Anat goes and wanders
Every mount to the heart of the earth,
Every hill to the earth’s very bowels.
She comes to the Wasteland
To the horror of Mot’s field.
She comes upon Baal
Stricken on the ground.
Then weeps she her fill of weeping;
Deep she drinks tears, like wine.
Loudly she calls
Unto the Mother above.
“Lift Puissant Baal, I pray,
Onto me.”
The Mother wakes.
She picks up Puissant Baal,
Sets him upon his sister’s shoulder.
Anat lifts up her voice and cries:
“Now will I sit and rest,
And my soul be at ease in my breast.
For alive is Puissant Baal,
My brother, king of the earth.”
When I open my eyes once more I see him above me, his hands tight about my shoulders as he thrusts against me, grunting, his face contorted into a mask of such despair and terror that I try to turn my head so as not to see it, not to see him, my own face there above me in the throes of such torment as I can no longer imagine, a horror even worse than mine at being ravaged by him.

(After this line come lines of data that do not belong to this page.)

//! The autocomplete control: menu state machine and orchestration.
//!
//! All state lives in [`Autocomplete`] and is only mutated through `&mut self`.
//! Debounce timers and searches run as worker tasks and report back over an
//! internal channel; the host applies those reports with
//! [`Autocomplete::drain_events`], [`Autocomplete::next_event`] or
//! [`Autocomplete::settle`]. Reports from superseded timers or searches are
//! dropped there without touching candidates, highlight, or menu state.

use std::sync::Arc;

use tokio::sync::mpsc::{self, UnboundedReceiver, UnboundedSender};
use tracing::{Span, debug, debug_span};
use uuid::Uuid;

use crate::candidates::CandidateIndex;
use crate::coerce::{BindingChange, CoercionPolicy, Converter, ValueTextBinding};
use crate::config::AutocompleteOptions;
use crate::debounce::{Scheduled, SearchDebouncer};
use crate::error::SearchError;
use crate::events::{AutocompleteEvent, EventSink};
use crate::key::KeyInput;
use crate::menu::{MenuCommand, MenuState, MenuStateMachine, route_key};
use crate::search::{SearchExecutor, SearchRequest, SearchSource, settle_outcome};

/// Bounds required of candidate values.
pub trait Candidate: Clone + PartialEq + Send + Sync + 'static {}

impl<T> Candidate for T where T: Clone + PartialEq + Send + Sync + 'static {}

type DisabledFn<T> = Arc<dyn Fn(&T) -> bool + Send + Sync>;

/// Completion report from a worker task.
#[derive(Debug)]
pub(crate) enum ControlMsg<T> {
	DebounceElapsed { generation: u64 },
	SearchSettled { generation: u64, outcome: Result<Vec<T>, SearchError> },
}

/// Headless type-ahead control over candidates of type `T`.
pub struct Autocomplete<T> {
	id: Uuid,
	options: AutocompleteOptions,
	binding: ValueTextBinding<T>,
	candidates: CandidateIndex<T>,
	menu: MenuStateMachine,
	debouncer: SearchDebouncer,
	executor: SearchExecutor<T>,
	is_disabled: Option<DisabledFn<T>>,
	events: Arc<dyn EventSink<T>>,
	span: Span,
	returned_items_count: usize,
	loading: bool,
	msg_tx: UnboundedSender<ControlMsg<T>>,
	msg_rx: UnboundedReceiver<ControlMsg<T>>,
}

impl<T> std::fmt::Debug for Autocomplete<T>
where
	T: std::fmt::Debug,
{
	fn fmt(&self, f: &mut std::fmt::Formatter<'_>) -> std::fmt::Result {
		f.debug_struct("Autocomplete")
			.field("id", &self.id)
			.field("binding", &self.binding)
			.field("menu", &self.menu.state())
			.field("highlighted", &self.candidates.highlighted())
			.field("loading", &self.loading)
			.finish_non_exhaustive()
	}
}

impl<T: Candidate> Autocomplete<T> {
	/// Creates a closed control with empty text and no value.
	pub fn new(
		options: AutocompleteOptions,
		source: impl SearchSource<T>,
		converter: impl Converter<T> + 'static,
		events: impl EventSink<T> + 'static,
	) -> Self {
		let id = Uuid::new_v4();
		let (msg_tx, msg_rx) = mpsc::unbounded_channel();
		let policy = CoercionPolicy::from(&options);
		Self {
			id,
			binding: ValueTextBinding::new(None, policy, Arc::new(converter)),
			options,
			candidates: CandidateIndex::default(),
			menu: MenuStateMachine::new(),
			debouncer: SearchDebouncer::new(),
			executor: SearchExecutor::new(Arc::new(source)),
			is_disabled: None,
			events: Arc::new(events),
			span: debug_span!("autocomplete", id = %id),
			returned_items_count: 0,
			loading: false,
			msg_tx,
			msg_rx,
		}
	}

	/// Seeds the bound value and its text. No events are emitted.
	pub fn with_value(mut self, value: Option<T>) -> Self {
		self.binding = ValueTextBinding::new(value, self.binding.policy(), self.converter_handle());
		self
	}

	/// Marks candidates for which `is_disabled` holds as unselectable.
	pub fn with_disabled(mut self, is_disabled: impl Fn(&T) -> bool + Send + Sync + 'static) -> Self {
		self.is_disabled = Some(Arc::new(is_disabled));
		self
	}

	/// Logs inside `span` instead of the default `autocomplete{id}` span.
	pub fn with_span(mut self, span: Span) -> Self {
		self.span = span;
		self
	}

	fn converter_handle(&self) -> Arc<dyn Converter<T>> {
		self.binding.converter()
	}

	pub fn id(&self) -> Uuid {
		self.id
	}

	/// Stable row identifier used in [`AutocompleteEvent::ScrollToItem`].
	pub fn item_id(&self, index: usize) -> String {
		format!("{}_item{index}", self.id)
	}

	pub fn options(&self) -> &AutocompleteOptions {
		&self.options
	}

	/// Replaces the options. Candidates already shown are left as they are.
	pub fn set_options(&mut self, options: AutocompleteOptions) {
		self.binding.set_policy(CoercionPolicy::from(&options));
		self.options = options;
	}

	pub fn text(&self) -> &str {
		self.binding.text()
	}

	pub fn value(&self) -> Option<&T> {
		self.binding.value()
	}

	pub fn menu_state(&self) -> MenuState {
		self.menu.state()
	}

	pub fn is_open(&self) -> bool {
		self.menu.is_open()
	}

	/// True while a search is in flight.
	pub fn is_loading(&self) -> bool {
		self.loading
	}

	/// True while a debounce timer is armed.
	pub fn is_debounce_pending(&self) -> bool {
		self.debouncer.is_pending()
	}

	pub fn candidates(&self) -> &CandidateIndex<T> {
		&self.candidates
	}

	/// Displayed candidates.
	pub fn items(&self) -> &[T] {
		self.candidates.items()
	}

	pub fn highlighted(&self) -> Option<usize> {
		self.candidates.highlighted()
	}

	pub fn highlighted_item(&self) -> Option<&T> {
		self.candidates.highlighted_item()
	}

	/// Result count of the last settled search, before truncation.
	pub fn returned_items_count(&self) -> usize {
		self.returned_items_count
	}

	/// Applies a text edit made by the user and schedules a search.
	pub fn set_text(&mut self, text: impl Into<String>) {
		let _span = self.span.clone().entered();
		self.debouncer.cancel();
		let change = self.binding.edit_text(text);
		if !change.text {
			return;
		}
		self.emit_binding(change);
		self.schedule_search();
	}

	/// Writes the bound value programmatically and rewrites the text to
	/// match, without searching.
	pub fn set_value(&mut self, value: Option<T>) {
		let _span = self.span.clone().entered();
		if !self.binding.set_value(value) {
			return;
		}
		self.emit_value();
		self.debouncer.cancel();
		self.write_value_text();
	}

	/// Opens the menu (searching first) or closes it. Opening is refused
	/// while the control is disabled or read-only.
	pub fn toggle_menu(&mut self) {
		let _span = self.span.clone().entered();
		if self.options.is_locked() && !self.is_open() {
			return;
		}
		self.change_menu(!self.is_open());
	}

	/// Opens the menu unless it is open already.
	pub fn open_menu(&mut self) {
		if !self.is_open() {
			self.toggle_menu();
		}
	}

	/// Closes the menu without committing.
	pub fn close_menu(&mut self) {
		let _span = self.span.clone().entered();
		self.change_menu(false);
	}

	/// Pointer press on the input.
	pub fn click_input(&mut self) {
		self.toggle_menu();
	}

	/// Pointer press on a candidate row. Disabled rows are ignored.
	pub fn click_item(&mut self, index: usize) -> bool {
		if !self.candidates.is_enabled(index) {
			return false;
		}
		let Some(item) = self.candidates.items().get(index).cloned() else {
			return false;
		};
		self.select_option(item);
		true
	}

	/// The input lost focus.
	pub fn blur(&mut self) {
		if self.is_open() {
			self.close_menu();
		}
	}

	/// Handles a key press. Returns false when the key means nothing here.
	pub fn handle_key(&mut self, key: KeyInput) -> bool {
		let _span = self.span.clone().entered();
		match route_key(self.menu.state(), key, self.options.select_on_tab) {
			MenuCommand::Open => self.toggle_menu(),
			MenuCommand::Commit => self.commit_highlighted(),
			MenuCommand::HighlightNext => {
				if self.candidates.next().is_some() {
					self.scroll_to_highlighted();
				}
			}
			MenuCommand::HighlightPrevious => {
				if self.candidates.previous().is_some() {
					self.scroll_to_highlighted();
				}
			}
			MenuCommand::Close => self.change_menu(false),
			MenuCommand::Clear => self.clear(),
			MenuCommand::Ignore => return false,
		}
		true
	}

	/// Commits `item`: binds it, writes its text, closes the menu and asks
	/// for validation.
	pub fn select_option(&mut self, item: T) {
		let _span = self.span.clone().entered();
		if self.binding.set_value(Some(item.clone())) {
			self.emit_value();
		}
		self.candidates.highlight_item(&item);
		self.write_value_text();
		self.debouncer.cancel();
		self.cancel_search();
		self.set_menu(MenuState::Closed);
		self.emit(AutocompleteEvent::ValidationRequested);
	}

	/// Resets text and value, closes the menu and drops pending work.
	/// Repeated calls change nothing further.
	///
	/// The exclusive borrow keeps any commit or value write out until the
	/// reset is complete, so a commit after a clear always rewrites the text.
	pub fn clear(&mut self) {
		let _span = self.span.clone().entered();
		self.set_menu(MenuState::Closed);
		let change = self.binding.clear();
		self.emit_binding(change);
		self.debouncer.cancel();
		self.cancel_search();
	}

	/// Cancels timers and searches. Safe to call repeatedly.
	pub fn dispose(&mut self) {
		self.debouncer.cancel();
		self.cancel_search();
	}

	/// Applies every report already delivered, without waiting. Returns how
	/// many were processed.
	pub fn drain_events(&mut self) -> usize {
		let mut processed = 0;
		while let Ok(msg) = self.msg_rx.try_recv() {
			self.handle_msg(msg);
			processed += 1;
		}
		processed
	}

	/// Waits for the next timer or search report and applies it.
	///
	/// Never resolves if no timer is armed and no search is in flight.
	pub async fn next_event(&mut self) -> bool {
		match self.msg_rx.recv().await {
			Some(msg) => {
				self.handle_msg(msg);
				true
			}
			None => false,
		}
	}

	/// Applies reports until no timer is armed and no search is in flight.
	pub async fn settle(&mut self) {
		while self.debouncer.is_pending() || self.executor.is_in_flight() {
			if !self.next_event().await {
				break;
			}
		}
	}

	pub(crate) fn handle_msg(&mut self, msg: ControlMsg<T>) {
		let _span = self.span.clone().entered();
		match msg {
			ControlMsg::DebounceElapsed { generation } => {
				if self.debouncer.complete(generation) {
					self.search();
				} else {
					debug!(generation, "autocomplete.debounce.stale");
				}
			}
			ControlMsg::SearchSettled { generation, outcome } => self.apply_search(generation, outcome),
		}
	}

	fn schedule_search(&mut self) {
		let tx = self.msg_tx.clone();
		let scheduled = self.debouncer.schedule(self.options.debounce_ms, move |generation| {
			let _ = tx.send(ControlMsg::DebounceElapsed { generation });
		});
		// A zero delay fires in this turn; the report it queued is dropped
		// later as already consumed.
		if let Scheduled::Fired(generation) = scheduled
			&& self.debouncer.complete(generation)
		{
			self.search();
		}
	}

	fn search(&mut self) {
		if self.options.blocks_search(self.binding.text()) {
			self.cancel_search();
			self.set_menu(MenuState::Closed);
			return;
		}

		let searching_while_selected = !self.options.strict && self.binding.text_matches_value();
		let query = if searching_while_selected {
			String::new()
		} else {
			self.binding.text().to_string()
		};

		if self.options.open_while_loading {
			self.set_menu(MenuState::Open);
		}

		let tx = self.msg_tx.clone();
		let generation = self.executor.dispatch(
			SearchRequest {
				query,
				searching_while_selected,
			},
			move |generation, outcome| {
				let _ = tx.send(ControlMsg::SearchSettled { generation, outcome });
			},
		);
		debug!(generation, searching_while_selected, "autocomplete.search.dispatch");
		self.set_loading(true);
	}

	fn apply_search(&mut self, generation: u64, outcome: Result<Vec<T>, SearchError>) {
		let Some(accepted) = self.executor.accept(generation) else {
			debug!(generation, "autocomplete.search.stale");
			return;
		};
		self.set_loading(false);

		let list = settle_outcome(outcome, self.options.max_items);
		self.returned_items_count = list.total();
		self.emit(AutocompleteEvent::ReturnedItemsCountChanged(list.total()));

		self.candidates.build(list, self.is_disabled.as_deref());
		if accepted.searching_while_selected
			&& let Some(value) = self.binding.value()
		{
			self.candidates.highlight_item(value);
		}

		self.set_menu(MenuState::Open);

		// Policy gates this to value coercion with text coercion off, which
		// covers both the empty-result fallback and unmatched typed text.
		self.coerce_value_to_text();
	}

	fn change_menu(&mut self, open: bool) {
		if open {
			if self.options.select_on_click {
				self.emit(AutocompleteEvent::SelectInputText);
			}
			self.search();
		} else {
			self.debouncer.cancel();
			self.cancel_search();
			self.restore_scroll_position();
			self.coerce_text_to_value();
			self.set_menu(MenuState::Closed);
		}
	}

	fn commit_highlighted(&mut self) {
		if !self.is_open() {
			return;
		}
		if let Some(item) = self.candidates.highlighted_item().cloned() {
			self.select_option(item);
		}
		self.set_menu(MenuState::Closed);
	}

	fn coerce_text_to_value(&mut self) {
		if !self.binding.policy().coerce_text {
			return;
		}
		self.debouncer.cancel();
		if self.binding.coerce_text_to_value() {
			self.emit_text();
		}
	}

	fn coerce_value_to_text(&mut self) {
		if !self.binding.policy().coerce_value {
			return;
		}
		self.debouncer.cancel();
		if self.binding.coerce_value_to_text() {
			self.emit_value();
		}
	}

	fn cancel_search(&mut self) {
		self.executor.cancel();
		self.set_loading(false);
	}

	/// Rewrites the text to the bound value's canonical form.
	fn write_value_text(&mut self) {
		let text = self.binding.value_text();
		if self.binding.set_text(text) {
			self.emit_text();
		}
	}

	fn restore_scroll_position(&self) {
		if self.candidates.highlighted() == Some(0) {
			self.emit(AutocompleteEvent::ScrollToItem { item_id: self.item_id(0) });
		}
	}

	fn scroll_to_highlighted(&self) {
		if let Some(index) = self.candidates.highlighted() {
			self.emit(AutocompleteEvent::ScrollToItem {
				item_id: self.item_id(index),
			});
		}
	}

	fn set_menu(&mut self, state: MenuState) {
		if let Some(state) = self.menu.transition(state) {
			self.emit(AutocompleteEvent::OpenChanged(state.is_open()));
		}
	}

	fn set_loading(&mut self, loading: bool) {
		if self.loading != loading {
			self.loading = loading;
			self.emit(AutocompleteEvent::LoadingChanged(loading));
		}
	}

	fn emit_binding(&self, change: BindingChange) {
		if change.text {
			self.emit_text();
		}
		if change.value {
			self.emit_value();
		}
	}

	fn emit_text(&self) {
		self.emit(AutocompleteEvent::TextChanged(self.binding.text().to_string()));
	}

	fn emit_value(&self) {
		self.emit(AutocompleteEvent::ValueChanged(self.binding.value().cloned()));
	}

	fn emit(&self, event: AutocompleteEvent<T>) {
		self.events.emit(event);
	}
}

But He is too strong; I cannot look away…
And suddenly they are there with me, all of them: Morgan Yates with her face pressed against a bloodstained window, Emma Harrow staring as her brother’s body twists slowly from a leather belt, Jane Alopex recoiling as He turns to her and extends His hand, Fabian a gray wraith twisting in the night. Just as suddenly they are gone. I am alone. It is me there, for one moment my own face hangs above me in the darkness, not Raphael but Wendy. Then he tosses back his head and cries out: a scream that echoes from the walls and is taken up by those who watch, until the air is filled with it: a shriek of such horror and misery and loathing that it deafens me, and I shut my eyes so as not to see the anguished face that would make such a sound.
It is over. He rolls from me and lies prostrate upon the blackened earth. I turn onto my side to stare at him, reach to touch him: my consort, my enemy, my brother. He does not move; he lies there as though dead.
A shadow falls across his face. Dimly I become aware of other sounds; cries and the sound of fighting, metal against metal, granite crushing bone. There is a smell of burning, of flesh. Above me stands the Aviator. Blood slicks his arm and hand, and he holds a piece of metal like a bloodied scythe.
“Kill him!” a voice shrilled. I twisted to see Oleander hanging from a spike beside the ladder, his face contorted as his arms flailed. Blood frothed from his mouth as he strove to free himself. “The missiles — he will destroy us all—kill him!”
His hand flopped against his side. With his last bit of strength he pulled a knife from the folds of his trousers and tossed it. It skittered across the floor and halted beside my brother’s body.
With a roar Tast’annin leaped from where he swayed above me. Stumbling against the ladder he raised his arm, the light blazing crimson from his scythe as it struck at the boy’s neck. For one instant Oleander’s mouth mirrored Tast’annin’s own, a frozen mask of loathing and horror; then with a rush of blood his head toppled from his shoulders.